=== Given data ===

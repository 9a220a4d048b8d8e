use std::collections::BTreeMap;

use serde::{Deserialize, Serialize};
use serde_json::Value;

pub const MISSING_PROPERTY_ERROR: &str = "Parameter is required";
pub const MISSING_ENVIRONMENT_VARIABLE_ERROR: &str = "Environment variable is required";

/// Resource properties every request must carry, in extraction order.
pub const RULE_PROPERTY_NAMES: [&str; 3] = ["InstanceId", "TargetGroupArn", "ListenerArn"];

/// Process environment variables the provisioning flow must resolve, in
/// extraction order.
pub const OIDC_VARIABLE_NAMES: [&str; 6] = [
    "OIDC_CLIENT_SECRET_KEYNAME",
    "OIDC_ISSUER",
    "OIDC_AUTHORIZATION_ENDPOINT",
    "OIDC_TOKEN_ENDPOINT",
    "OIDC_USER_INFO_ENDPOINT",
    "OIDC_CLIENT_ID",
];

#[derive(Debug, Clone, Copy, PartialEq, Eq, Serialize, Deserialize)]
pub enum RequestKind {
    Create,
    Update,
    Delete,
}

/// Custom-resource request as CloudFormation delivers it to the function.
///
/// Unknown fields (`ServiceToken`, `ResourceType`, ...) are ignored on
/// deserialization.
#[derive(Debug, Clone, PartialEq, Serialize, Deserialize)]
pub struct CustomResourceEvent {
    #[serde(rename = "RequestType")]
    pub request_type: RequestKind,
    #[serde(rename = "RequestId")]
    pub request_id: String,
    #[serde(rename = "ResponseURL")]
    pub response_url: String,
    #[serde(rename = "StackId")]
    pub stack_id: String,
    #[serde(rename = "LogicalResourceId")]
    pub logical_resource_id: String,
    #[serde(rename = "PhysicalResourceId", skip_serializing_if = "Option::is_none")]
    pub physical_resource_id: Option<String>,
    #[serde(rename = "ResourceProperties", default)]
    pub resource_properties: BTreeMap<String, Value>,
}

impl CustomResourceEvent {
    /// String value of a resource property, if present.
    pub fn property(&self, name: &str) -> Option<String> {
        self.resource_properties
            .get(name)
            .and_then(Value::as_str)
            .map(str::to_string)
    }

    /// Physical id to echo back when no new rule was provisioned.
    ///
    /// Delete and failure responses must repeat the id CloudFormation already
    /// knows; first-create failures have none yet, so the logical id stands in.
    pub fn echoed_physical_id(&self) -> String {
        self.physical_resource_id
            .clone()
            .unwrap_or_else(|| self.logical_resource_id.clone())
    }
}

#[derive(Debug, Clone, PartialEq, Eq)]
pub struct ValidationError {
    message: String,
}

impl ValidationError {
    pub fn new(message: impl Into<String>) -> Self {
        Self {
            message: message.into(),
        }
    }

    pub fn message(&self) -> &str {
        &self.message
    }
}

impl std::fmt::Display for ValidationError {
    fn fmt(&self, f: &mut std::fmt::Formatter<'_>) -> std::fmt::Result {
        f.write_str(&self.message)
    }
}

impl std::error::Error for ValidationError {}

/// Resolve `names` through `lookup`, in order, failing on the first name that
/// is absent or empty.
///
/// The error message is `"{error_prefix}: {name}"` so callers can tell a
/// missing resource property apart from a missing environment variable.
pub fn required_values<F>(
    lookup: F,
    names: &[&str],
    error_prefix: &str,
) -> Result<Vec<String>, ValidationError>
where
    F: Fn(&str) -> Option<String>,
{
    let mut values = Vec::with_capacity(names.len());
    for name in names {
        match lookup(name) {
            Some(value) if !value.is_empty() => values.push(value),
            _ => return Err(ValidationError::new(format!("{error_prefix}: {name}"))),
        }
    }
    Ok(values)
}

/// Rule inputs supplied through the custom resource's properties.
#[derive(Debug, Clone, PartialEq, Eq)]
pub struct RuleProperties {
    pub instance_id: String,
    pub target_group_arn: String,
    pub listener_arn: String,
}

impl RuleProperties {
    pub fn from_event(event: &CustomResourceEvent) -> Result<Self, ValidationError> {
        let values = required_values(
            |name| event.property(name),
            &RULE_PROPERTY_NAMES,
            MISSING_PROPERTY_ERROR,
        )?;
        let [instance_id, target_group_arn, listener_arn]: [String; 3] = values
            .try_into()
            .map_err(|_| ValidationError::new("expected exactly three resource properties"))?;
        Ok(Self {
            instance_id,
            target_group_arn,
            listener_arn,
        })
    }
}

/// OIDC provider coordinates supplied through the process environment.
#[derive(Debug, Clone, PartialEq, Eq)]
pub struct OidcSettings {
    pub client_secret_keyname: String,
    pub issuer: String,
    pub authorization_endpoint: String,
    pub token_endpoint: String,
    pub user_info_endpoint: String,
    pub client_id: String,
}

impl OidcSettings {
    pub fn from_lookup<F>(lookup: F) -> Result<Self, ValidationError>
    where
        F: Fn(&str) -> Option<String>,
    {
        let values = required_values(
            lookup,
            &OIDC_VARIABLE_NAMES,
            MISSING_ENVIRONMENT_VARIABLE_ERROR,
        )?;
        let [client_secret_keyname, issuer, authorization_endpoint, token_endpoint, user_info_endpoint, client_id]: [String; 6] = values
            .try_into()
            .map_err(|_| ValidationError::new("expected exactly six OIDC settings"))?;
        Ok(Self {
            client_secret_keyname,
            issuer,
            authorization_endpoint,
            token_endpoint,
            user_info_endpoint,
            client_id,
        })
    }
}

#[derive(Debug, Clone, Copy, PartialEq, Eq, Serialize, Deserialize)]
pub enum ResponseStatus {
    #[serde(rename = "SUCCESS")]
    Success,
    #[serde(rename = "FAILED")]
    Failed,
}

/// Body delivered to the event's presigned response URL.
#[derive(Debug, Clone, PartialEq, Serialize, Deserialize)]
pub struct CustomResourceResponse {
    #[serde(rename = "Status")]
    pub status: ResponseStatus,
    #[serde(rename = "Reason", skip_serializing_if = "Option::is_none")]
    pub reason: Option<String>,
    #[serde(rename = "PhysicalResourceId")]
    pub physical_resource_id: String,
    #[serde(rename = "StackId")]
    pub stack_id: String,
    #[serde(rename = "RequestId")]
    pub request_id: String,
    #[serde(rename = "LogicalResourceId")]
    pub logical_resource_id: String,
}

impl CustomResourceResponse {
    pub fn success(event: &CustomResourceEvent, physical_resource_id: impl Into<String>) -> Self {
        Self {
            status: ResponseStatus::Success,
            reason: None,
            physical_resource_id: physical_resource_id.into(),
            stack_id: event.stack_id.clone(),
            request_id: event.request_id.clone(),
            logical_resource_id: event.logical_resource_id.clone(),
        }
    }

    pub fn failed(event: &CustomResourceEvent, reason: impl Into<String>) -> Self {
        Self {
            status: ResponseStatus::Failed,
            reason: Some(reason.into()),
            physical_resource_id: event.echoed_physical_id(),
            stack_id: event.stack_id.clone(),
            request_id: event.request_id.clone(),
            logical_resource_id: event.logical_resource_id.clone(),
        }
    }
}

#[cfg(test)]
mod tests {
    use serde_json::json;

    use super::*;

    fn lookup_from<'a>(pairs: &'a [(&'a str, &'a str)]) -> impl Fn(&str) -> Option<String> + 'a {
        move |name| {
            pairs
                .iter()
                .find(|(key, _)| *key == name)
                .map(|(_, value)| value.to_string())
        }
    }

    fn create_event() -> CustomResourceEvent {
        serde_json::from_value(json!({
            "RequestType": "Create",
            "ServiceToken": "arn:aws:lambda:eu-west-1:111122223333:function:rule-provisioner",
            "ResponseURL": "https://cloudformation-custom-resource-response.s3.amazonaws.com/cb",
            "StackId": "arn:aws:cloudformation:eu-west-1:111122223333:stack/notebook/guid",
            "RequestId": "7ef9dcba-0001-4a3f-b0f9-2e4a0c7d2a11",
            "LogicalResourceId": "NotebookListenerRule",
            "ResourceType": "Custom::ListenerRule",
            "ResourceProperties": {
                "ServiceToken": "arn:aws:lambda:eu-west-1:111122223333:function:rule-provisioner",
                "InstanceId": "i-049f8b7f35ef87673",
                "TargetGroupArn": "arn:aws:elasticloadbalancing:eu-west-1:111122223333:targetgroup/notebook/aa11",
                "ListenerArn": "arn:aws:elasticloadbalancing:eu-west-1:111122223333:listener/app/notebook/bb22/cc33"
            }
        }))
        .expect("create event fixture should deserialize")
    }

    #[test]
    fn parses_create_event_and_ignores_unknown_fields() {
        let event = create_event();

        assert_eq!(event.request_type, RequestKind::Create);
        assert_eq!(event.request_id, "7ef9dcba-0001-4a3f-b0f9-2e4a0c7d2a11");
        assert_eq!(event.logical_resource_id, "NotebookListenerRule");
        assert_eq!(event.physical_resource_id, None);
        assert_eq!(
            event.property("InstanceId"),
            Some("i-049f8b7f35ef87673".to_string())
        );
    }

    #[test]
    fn parses_delete_event_with_physical_resource_id() {
        let event: CustomResourceEvent = serde_json::from_value(json!({
            "RequestType": "Delete",
            "ResponseURL": "https://cloudformation-custom-resource-response.s3.amazonaws.com/cb",
            "StackId": "arn:aws:cloudformation:eu-west-1:111122223333:stack/notebook/guid",
            "RequestId": "7ef9dcba-0002-4a3f-b0f9-2e4a0c7d2a11",
            "LogicalResourceId": "NotebookListenerRule",
            "PhysicalResourceId": "arn:aws:elasticloadbalancing:eu-west-1:111122223333:listener-rule/app/notebook/bb22/cc33/dd44",
            "ResourceProperties": {}
        }))
        .expect("delete event fixture should deserialize");

        assert_eq!(event.request_type, RequestKind::Delete);
        assert_eq!(
            event.physical_resource_id.as_deref(),
            Some("arn:aws:elasticloadbalancing:eu-west-1:111122223333:listener-rule/app/notebook/bb22/cc33/dd44")
        );
    }

    #[test]
    fn extracts_required_values_in_declaration_order() {
        let lookup = lookup_from(&[("B", "two"), ("A", "one"), ("C", "three")]);

        let values = required_values(lookup, &["A", "B", "C"], MISSING_PROPERTY_ERROR)
            .expect("all names are present");

        assert_eq!(values, vec!["one", "two", "three"]);
    }

    #[test]
    fn missing_value_error_names_first_absent_key() {
        let lookup = lookup_from(&[("A", "one"), ("C", "three")]);

        let error = required_values(lookup, &["A", "B", "C"], MISSING_PROPERTY_ERROR)
            .expect_err("B is absent");

        assert_eq!(error.message(), "Parameter is required: B");
    }

    #[test]
    fn empty_value_counts_as_missing() {
        let lookup = lookup_from(&[("A", "")]);

        let error = required_values(lookup, &["A"], MISSING_ENVIRONMENT_VARIABLE_ERROR)
            .expect_err("empty values are rejected");

        assert_eq!(error.message(), "Environment variable is required: A");
    }

    #[test]
    fn rule_properties_extract_ordered_triple() {
        let properties =
            RuleProperties::from_event(&create_event()).expect("fixture carries all properties");

        assert_eq!(properties.instance_id, "i-049f8b7f35ef87673");
        assert_eq!(
            properties.target_group_arn,
            "arn:aws:elasticloadbalancing:eu-west-1:111122223333:targetgroup/notebook/aa11"
        );
        assert_eq!(
            properties.listener_arn,
            "arn:aws:elasticloadbalancing:eu-west-1:111122223333:listener/app/notebook/bb22/cc33"
        );
    }

    #[test]
    fn rule_properties_reject_event_without_instance_id() {
        let mut event = create_event();
        event.resource_properties.remove("InstanceId");

        let error = RuleProperties::from_event(&event).expect_err("InstanceId is required");

        assert_eq!(error.message(), "Parameter is required: InstanceId");
    }

    #[test]
    fn oidc_settings_resolve_all_six_variables() {
        let lookup = lookup_from(&[
            ("OIDC_CLIENT_SECRET_KEYNAME", "/notebook/oidc/client-secret"),
            ("OIDC_ISSUER", "https://login.example.org"),
            ("OIDC_AUTHORIZATION_ENDPOINT", "https://login.example.org/authorize"),
            ("OIDC_TOKEN_ENDPOINT", "https://login.example.org/token"),
            ("OIDC_USER_INFO_ENDPOINT", "https://login.example.org/userinfo"),
            ("OIDC_CLIENT_ID", "notebook-client"),
        ]);

        let settings = OidcSettings::from_lookup(lookup).expect("all variables are set");

        assert_eq!(settings.client_secret_keyname, "/notebook/oidc/client-secret");
        assert_eq!(settings.issuer, "https://login.example.org");
        assert_eq!(
            settings.authorization_endpoint,
            "https://login.example.org/authorize"
        );
        assert_eq!(settings.token_endpoint, "https://login.example.org/token");
        assert_eq!(
            settings.user_info_endpoint,
            "https://login.example.org/userinfo"
        );
        assert_eq!(settings.client_id, "notebook-client");
    }

    #[test]
    fn oidc_settings_name_first_missing_variable() {
        let error = OidcSettings::from_lookup(|_| None::<String>)
            .expect_err("no variables are set");

        assert_eq!(
            error.message(),
            "Environment variable is required: OIDC_CLIENT_SECRET_KEYNAME"
        );
    }

    #[test]
    fn success_response_omits_reason() {
        let event = create_event();

        let response = CustomResourceResponse::success(&event, "rule-arn");
        let body = serde_json::to_value(&response).expect("response should serialize");

        assert_eq!(body["Status"], "SUCCESS");
        assert_eq!(body["PhysicalResourceId"], "rule-arn");
        assert_eq!(body["StackId"], event.stack_id);
        assert_eq!(body["RequestId"], event.request_id);
        assert_eq!(body["LogicalResourceId"], event.logical_resource_id);
        assert!(body.get("Reason").is_none());
    }

    #[test]
    fn failed_response_without_physical_id_echoes_logical_id() {
        let event = create_event();

        let response = CustomResourceResponse::failed(&event, "Parameter is required: InstanceId");
        let body = serde_json::to_value(&response).expect("response should serialize");

        assert_eq!(body["Status"], "FAILED");
        assert_eq!(body["Reason"], "Parameter is required: InstanceId");
        assert_eq!(body["PhysicalResourceId"], "NotebookListenerRule");
    }

    #[test]
    fn failed_response_prefers_event_physical_id() {
        let mut event = create_event();
        event.physical_resource_id = Some("existing-rule-arn".to_string());

        let response = CustomResourceResponse::failed(&event, "Problem creating rule");

        assert_eq!(response.physical_resource_id, "existing-rule-arn");
    }
}
//! Error categories shared across crates.
//!
//! Every failure the gateway or the dispatch layer reports falls into one of
//! these buckets. Callers never see raw transport or serde errors.

use serde::{Deserialize, Serialize};
use std::fmt;

/// Categories of tool-routing and dispatch failures.
#[derive(Debug, Clone, Copy, PartialEq, Eq, Hash, Serialize, Deserialize)]
#[serde(rename_all = "snake_case")]
pub enum ErrorCategory {
    /// Unknown tool name or server id.
    NotFound,
    /// Owning server is marked unhealthy; no call was attempted.
    Unavailable,
    /// Network failure or timeout at an HTTP boundary.
    Transport,
    /// Response received but unusable (bad status, malformed envelope).
    Protocol,
    /// Missing or uncoercible parameter.
    Validation,
    /// Unknown/internal error.
    Internal,
}

impl ErrorCategory {
    /// Convert to string representation.
    #[must_use]
    pub const fn as_str(&self) -> &'static str {
        match self {
            Self::NotFound => "not_found",
            Self::Unavailable => "unavailable",
            Self::Transport => "transport",
            Self::Protocol => "protocol",
            Self::Validation => "validation",
            Self::Internal => "internal",
        }
    }
}

impl fmt::Display for ErrorCategory {
    fn fmt(&self, f: &mut fmt::Formatter<'_>) -> fmt::Result {
        f.write_str(self.as_str())
    }
}
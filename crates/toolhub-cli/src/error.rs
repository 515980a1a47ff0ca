//! CLI-specific error types and exit codes.

use thiserror::Error;
use toolhub_core::{ErrorCategory, SettingsError};
use toolhub_gateway::GatewayError;

/// CLI-specific error type.
#[derive(Debug, Error)]
pub enum CliError {
    /// Gateway failure.
    #[error("{0}")]
    Gateway(String),

    /// Argument parsing error.
    #[error("Invalid arguments: {0}")]
    Arguments(String),

    /// IO error (file not found, permission denied, etc.).
    #[error("IO error: {0}")]
    Io(String),

    /// Configuration error.
    #[error("Configuration error: {0}")]
    Config(String),

    /// Requested server or tool does not exist.
    #[error("{0}")]
    NotFound(String),
}

impl CliError {
    /// Map error to an exit code (sysexits.h where one fits).
    pub const fn exit_code(&self) -> i32 {
        match self {
            Self::Gateway(_) => 1,
            Self::Arguments(_) => 2, // EX_USAGE
            Self::NotFound(_) => 66, // EX_NOINPUT
            Self::Io(_) => 74,       // EX_IOERR
            Self::Config(_) => 78,   // EX_CONFIG
        }
    }
}

impl From<GatewayError> for CliError {
    fn from(err: GatewayError) -> Self {
        match err.category() {
            ErrorCategory::NotFound => Self::NotFound(err.to_string()),
            ErrorCategory::Validation => Self::Arguments(err.to_string()),
            _ => Self::Gateway(err.to_string()),
        }
    }
}

impl From<SettingsError> for CliError {
    fn from(err: SettingsError) -> Self {
        Self::Config(err.to_string())
    }
}

impl From<std::io::Error> for CliError {
    fn from(err: std::io::Error) -> Self {
        Self::Io(err.to_string())
    }
}

#[cfg(test)]
mod tests {
    use super::*;

    #[test]
    fn test_exit_codes() {
        assert_eq!(CliError::Arguments(String::new()).exit_code(), 2);
        assert_eq!(CliError::Config(String::new()).exit_code(), 78);
        assert_eq!(
            CliError::from(GatewayError::ToolNotFound("x".into())).exit_code(),
            66
        );
        assert_eq!(
            CliError::from(GatewayError::Transport("refused".into())).exit_code(),
            1
        );
    }
}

===

→ **Exercise directions**
Find and copy each line in the material above where the string "match" occurs.

→ **Solution to this task**
        match lookup(name) {
        match self {
        match self {
        match err.category() {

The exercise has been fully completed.